13 Sep 2015

DEFINITION of ‘Go-To Rate’
The interest rate that will come into effect after an introductory period ends. The go-to rate is most commonly associated with credit cards, which may offer an introductory period of time in which the cardholder enjoys a lower interest rate. After the introductory period ends, the interest rate increases.

BREAKING DOWN ‘Go-To Rate’
Credit card companies frequently use teaser rates to entice customers to sign up for a new credit card or transfer their balances. This introductory rate may be as low as zero percent for a period of time, often between six months and two years. During this time, the cardholder pays a lower interest rate on different types of transactions, including cash advances, transfers, and purchases.

After the introductory period is over, the credit card holder will likely see an increase in interest rates. The cardholder is typically notified of this rate in the credit card agreement that he or she signs when signing up for the card.
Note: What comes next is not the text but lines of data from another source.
use std::collections::TryReserveError;
use std::io::Write;
use std::{ffi, io};

use log::debug;
use thiserror::Error;

use crate::types::{Slot, Status};

#[derive(Debug, Error)]
pub enum ShellError {
	#[error("read: {0}")]
	Read(#[source] nix::Error),
	#[error("cannot store tokens: {0}")]
	Alloc(#[from] TryReserveError),
	#[error("syntax error: missing redirection target after `{0}`")]
	MissingTarget(String),
	#[error("{path}: {source}")]
	Open { path: String, #[source] source: io::Error },
	#[error("cannot redirect {slot}: {source}")]
	Redirect { slot: Slot, #[source] source: nix::Error },
	#[error("cannot restore {slot}: {source}")]
	Restore { slot: Slot, #[source] source: nix::Error },
	#[error("fork: {0}")]
	Fork(#[source] nix::Error),
	#[error("wait: {0}")]
	Wait(#[source] nix::Error),
	#[error("{0}: command not found")]
	NotFound(String),
	#[error("{command}: {source}")]
	Exec { command: String, #[source] source: nix::Error },
	#[error("argument contains a NUL byte: {0}")]
	Nul(#[from] ffi::NulError),
	#[error("cd: missing operand")]
	CdMissingOperand,
	#[error("cd: {path}: {source}")]
	Cd { path: String, #[source] source: io::Error },
	#[error("sigaction: {0}")]
	Signal(#[source] nix::Error),
}

pub type Result<T> = std::result::Result<T, ShellError>;

impl ShellError {
	/// Status left behind by a command line that failed with this error.
	/// `None` keeps the previous status.
	pub fn status(&self) -> Option<Status> {
		match *self {
			ShellError::Alloc(_) | ShellError::Read(_) | ShellError::Wait(_) => None,
			ShellError::NotFound(_) => Some(Status::NOT_FOUND),
			ShellError::Exec { .. } => Some(Status::NOT_EXECUTABLE),
			ShellError::Fork(_) => Some(Status::LAUNCH_FAILURE),
			_ => Some(Status::FAILURE),
		}
	}
}

/// Prints a diagnostic on the error stream.
pub fn report(e: &ShellError) {
	debug!("{:?}", e);
	let _ = writeln!(&mut io::stderr(), "minish: {}", e);
}

#[cfg(test)]
mod tests {
	use super::*;
	use nix::errno::Errno;

	#[test]
	fn statuses_by_error_kind() {
		assert_eq!(ShellError::NotFound("nope".to_string()).status(), Some(Status::NOT_FOUND));
		assert_eq!(ShellError::Exec { command: "x".to_string(), source: Errno::EACCES }.status(), Some(Status::NOT_EXECUTABLE));
		assert_eq!(ShellError::Fork(Errno::EAGAIN).status(), Some(Status::LAUNCH_FAILURE));
		assert_eq!(ShellError::MissingTarget(">".to_string()).status(), Some(Status::FAILURE));
		assert_eq!(ShellError::CdMissingOperand.status(), Some(Status::FAILURE));
		assert_eq!(ShellError::Wait(Errno::ECHILD).status(), None);
	}

	#[test]
	fn messages_name_the_operation_and_reason() {
		let e = ShellError::Exec { command: "./script".to_string(), source: Errno::EACCES };
		assert_eq!(e.to_string(), "./script: EACCES: Permission denied");
		assert_eq!(ShellError::NotFound("frob".to_string()).to_string(), "frob: command not found");
		assert!(ShellError::Fork(Errno::EAGAIN).to_string().starts_with("fork: EAGAIN"));
	}
}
The go-to rate can vary according to the creditworthiness of the cardholder, with more risky cardholders receiving a higher interest rate for balances.

Cardholders can take advantage of the introductory period to pay down their credit card balance, since they will have a period of time in which they may not paying interest on any outstanding balance. This specifically applies to balance transfers from an older credit card into the new credit card.

For example, a credit card company may offer an introductory APR of 0% for 24 months. During this time, the cardholder is not charged interest on any purchases or balance. The go-to rate is provided as 12% to 22%, depending on the creditworthiness of the cardholder. The interest rate may be variable, meaning that it will change in relation to another rate, such as the prime rate.